DATA SUPPLIED >>
//! Line-aware synthesis backend.
//!
//! Assignments whose right-hand side is built purely from `+`, `-`, `^`
//! over signals are materialised directly into the assignment target:
//! the expression is linearised into a signed term record in one walk and
//! the record is emitted in a second pass, with `t - t` and `t ^ t`
//! subtrees cancelled outright. Anything the record cannot express falls
//! back to the shared driver, where deferred subexpression stacks still
//! recycle operand registers for the topmost matching operation.

use alsvid_ir::{Circuit, Line};
use alsvid_syrec::{AssignOp, BinaryOp, Expression, Program, Statement};

use crate::ops;
use crate::settings::SynthesisSettings;
use crate::synthesizer::{SynthesisBackend, Synthesizer};

/// The line-aware backend.
pub struct LineAwareSynthesis;

impl LineAwareSynthesis {
    /// Synthesize `program` into `circ`.
    pub fn synthesize(circ: &mut Circuit, program: &Program, settings: &SynthesisSettings) -> bool {
        Synthesizer::synthesize::<Self>(circ, program, settings)
    }
}

/// One emitted term of a linearised right-hand side.
#[derive(Debug, Clone, Copy, PartialEq, Eq)]
enum TermOp {
    Add,
    Subtract,
    Exor,
}

impl TermOp {
    fn negated(self) -> Self {
        match self {
            TermOp::Add => TermOp::Subtract,
            TermOp::Subtract => TermOp::Add,
            TermOp::Exor => TermOp::Exor,
        }
    }
}

impl SynthesisBackend for LineAwareSynthesis {
    fn process_statement(
        synth: &mut Synthesizer,
        circ: &mut Circuit,
        stmt: &Statement,
    ) -> bool {
        let Statement::Assign(lhs, op, rhs) = stmt else {
            return synth.on_statement::<Self>(circ, stmt);
        };

        // an assignment of the constant 0 is an algebraic no-op
        if let Expression::Numeric(number, _) = rhs {
            if number.evaluate(&synth.loop_map) == 0 {
                return true;
            }
        }

        let mut dest = Vec::new();
        if !synth.get_variables(lhs, &mut dest) {
            return false;
        }

        // the linear record either covers the whole expression, with every
        // term matching the destination width, or the statement takes the
        // shared route before any gate is emitted
        let mut terms = Vec::new();
        if !linearize(synth, rhs, initial_term_op(*op), &mut terms)
            || terms.iter().any(|(_, lines)| lines.len() != dest.len())
        {
            return synth.on_statement::<Self>(circ, stmt);
        }

        let mut ok = true;
        for (term_op, lines) in &terms {
            ok = ok
                && match term_op {
                    TermOp::Add => ops::increase(circ, &dest, lines),
                    TermOp::Subtract => ops::decrease(circ, &dest, lines),
                    TermOp::Exor => ops::bitwise_cnot(circ, &dest, lines),
                };
        }
        ok
    }

    fn assign_add(
        synth: &mut Synthesizer,
        circ: &mut Circuit,
        dest: &[Line],
        src: &[Line],
    ) -> bool {
        let mut ok = if synth.deferred {
            synth.deferred = false;
            let lhs = synth.exp_lhss.last().cloned().unwrap_or_default();
            let rhs = synth.exp_rhss.last().cloned().unwrap_or_default();
            let ok = ops::increase(circ, dest, &lhs) && ops::increase(circ, dest, &rhs);
            pop_deferred(synth);
            ok
        } else {
            ops::increase(circ, dest, src)
        };

        while !synth.exp_ops.is_empty() && ok {
            ok = undo_deferred(synth, circ);
        }
        ok
    }

    fn assign_subtract(
        synth: &mut Synthesizer,
        circ: &mut Circuit,
        dest: &[Line],
        src: &[Line],
    ) -> bool {
        let mut ok = if synth.deferred {
            synth.deferred = false;
            let lhs = synth.exp_lhss.last().cloned().unwrap_or_default();
            let rhs = synth.exp_rhss.last().cloned().unwrap_or_default();
            let ok = ops::decrease(circ, dest, &lhs) && ops::increase(circ, dest, &rhs);
            pop_deferred(synth);
            ok
        } else {
            ops::decrease(circ, dest, src)
        };

        while !synth.exp_ops.is_empty() && ok {
            ok = undo_deferred(synth, circ);
        }
        ok
    }

    fn assign_exor(
        synth: &mut Synthesizer,
        circ: &mut Circuit,
        dest: &[Line],
        src: &[Line],
    ) -> bool {
        let mut ok = if synth.deferred {
            synth.deferred = false;
            let lhs = synth.exp_lhss.last().cloned().unwrap_or_default();
            let rhs = synth.exp_rhss.last().cloned().unwrap_or_default();
            let ok = ops::bitwise_cnot(circ, dest, &lhs) && ops::bitwise_cnot(circ, dest, &rhs);
            pop_deferred(synth);
            ok
        } else {
            ops::bitwise_cnot(circ, dest, src)
        };

        while !synth.exp_ops.is_empty() && ok {
            ok = undo_deferred(synth, circ);
        }
        ok
    }

    fn exp_add(
        _synth: &mut Synthesizer,
        circ: &mut Circuit,
        _bitwidth: u32,
        out: &mut Vec<Line>,
        lhs: &[Line],
        rhs: &[Line],
    ) -> bool {
        // fold into the right operand's registers, no ancillas
        let ok = ops::increase(circ, rhs, lhs);
        out.clear();
        out.extend_from_slice(rhs);
        ok
    }

    fn exp_subtract(
        _synth: &mut Synthesizer,
        circ: &mut Circuit,
        _bitwidth: u32,
        out: &mut Vec<Line>,
        lhs: &[Line],
        rhs: &[Line],
    ) -> bool {
        let ok = decrease_new_assign(circ, rhs, lhs);
        out.clear();
        out.extend_from_slice(rhs);
        ok
    }

    fn exp_exor(
        _synth: &mut Synthesizer,
        circ: &mut Circuit,
        _bitwidth: u32,
        out: &mut Vec<Line>,
        lhs: &[Line],
        rhs: &[Line],
    ) -> bool {
        let ok = ops::bitwise_cnot(circ, rhs, lhs);
        out.clear();
        out.extend_from_slice(rhs);
        ok
    }

    fn op_rhs_lhs_expression(
        synth: &mut Synthesizer,
        expr: &Expression,
        v: &mut Vec<Line>,
    ) -> bool {
        match expr {
            Expression::Variable(access) => synth.get_variables(access, v),
            Expression::Binary(lhs, op, rhs) => {
                let mut lhs_lines = Vec::new();
                let mut rhs_lines = Vec::new();
                if !Self::op_rhs_lhs_expression(synth, lhs, &mut lhs_lines)
                    || !Self::op_rhs_lhs_expression(synth, rhs, &mut rhs_lines)
                {
                    return false;
                }
                *v = rhs_lines;
                synth.op_vec.push(*op);
                true
            }
            _ => false,
        }
    }

    fn expression_op_inverse(
        _synth: &mut Synthesizer,
        circ: &mut Circuit,
        op: BinaryOp,
        lhs: &[Line],
        rhs: &[Line],
    ) -> bool {
        match op {
            BinaryOp::Add => ops::decrease(circ, rhs, lhs),
            BinaryOp::Subtract => decrease_new_assign(circ, rhs, lhs),
            BinaryOp::Exor => ops::bitwise_cnot(circ, rhs, lhs),
            _ => true,
        }
    }
}

fn initial_term_op(op: AssignOp) -> TermOp {
    match op {
        AssignOp::Add => TermOp::Add,
        AssignOp::Subtract => TermOp::Subtract,
        AssignOp::Exor => TermOp::Exor,
    }
}

/// Record the terms of a `+`/`-`/`^` tree over signals.
///
/// Subtrees of the form `t - t` or `t ^ t` over the same lines contribute
/// nothing and are dropped. Returns `false` when the expression cannot be
/// expressed as such a record.
fn linearize(
    synth: &Synthesizer,
    expr: &Expression,
    mode: TermOp,
    out: &mut Vec<(TermOp, Vec<Line>)>,
) -> bool {
    match expr {
        Expression::Variable(access) => {
            let mut lines = Vec::new();
            if !synth.get_variables(access, &mut lines) {
                return false;
            }
            out.push((mode, lines));
            true
        }

        Expression::Numeric(number, _) => {
            // only the vanishing constant stays ancilla-free
            number.evaluate(&synth.loop_map) == 0
        }

        Expression::Binary(lhs, op, rhs) => {
            if cancels(synth, *op, lhs, rhs) {
                return true;
            }
            match (mode, op) {
                (TermOp::Add | TermOp::Subtract, BinaryOp::Add) => {
                    linearize(synth, lhs, mode, out) && linearize(synth, rhs, mode, out)
                }
                (TermOp::Add | TermOp::Subtract, BinaryOp::Subtract) => {
                    linearize(synth, lhs, mode, out) && linearize(synth, rhs, mode.negated(), out)
                }
                (TermOp::Exor, BinaryOp::Exor) => {
                    linearize(synth, lhs, mode, out) && linearize(synth, rhs, mode, out)
                }
                _ => false,
            }
        }

        Expression::Shift(..) => false,
    }
}

/// Whether `lhs op rhs` vanishes: both sides resolve to the same lines
/// under a self-cancelling operator.
fn cancels(synth: &Synthesizer, op: BinaryOp, lhs: &Expression, rhs: &Expression) -> bool {
    if !matches!(op, BinaryOp::Subtract | BinaryOp::Exor) {
        return false;
    }
    let (Expression::Variable(a), Expression::Variable(b)) = (lhs, rhs) else {
        return false;
    };
    let mut lhs_lines = Vec::new();
    let mut rhs_lines = Vec::new();
    synth.get_variables(a, &mut lhs_lines)
        && synth.get_variables(b, &mut rhs_lines)
        && lhs_lines == rhs_lines
}

/// `dest = src - dest`: subtraction leaving the negated difference
/// reordered onto `dest` for a pending reassignment.
fn decrease_new_assign(circ: &mut Circuit, dest: &[Line], src: &[Line]) -> bool {
    if src.len() != dest.len() {
        return false;
    }

    for &line in src {
        circ.append_not(line);
    }
    if !ops::increase(circ, dest, src) {
        return false;
    }
    for &line in src {
        circ.append_not(line);
    }
    for &line in dest {
        circ.append_not(line);
    }
    true
}

fn pop_deferred(synth: &mut Synthesizer) {
    synth.exp_ops.pop();
    synth.exp_lhss.pop();
    synth.exp_rhss.pop();
}

/// Undo the topmost deferred subexpression, restoring its operand
/// registers.
fn undo_deferred(synth: &mut Synthesizer, circ: &mut Circuit) -> bool {
    let Some(op) = synth.exp_ops.last().copied() else {
        return true;
    };
    let lhs = synth.exp_lhss.last().cloned().unwrap_or_default();
    let rhs = synth.exp_rhss.last().cloned().unwrap_or_default();
    let ok = LineAwareSynthesis::expression_op_inverse(synth, circ, op, &lhs, &rhs);
    pop_deferred(synth);
    ok
}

YOUR OBJECTIVE >>
Pick each line holding the word "operand" out of the listing.

TASK RESPONSE >>
//! recycle operand registers for the topmost matching operation.
        // fold into the right operand's registers, no ancillas
/// Undo the topmost deferred subexpression, restoring its operand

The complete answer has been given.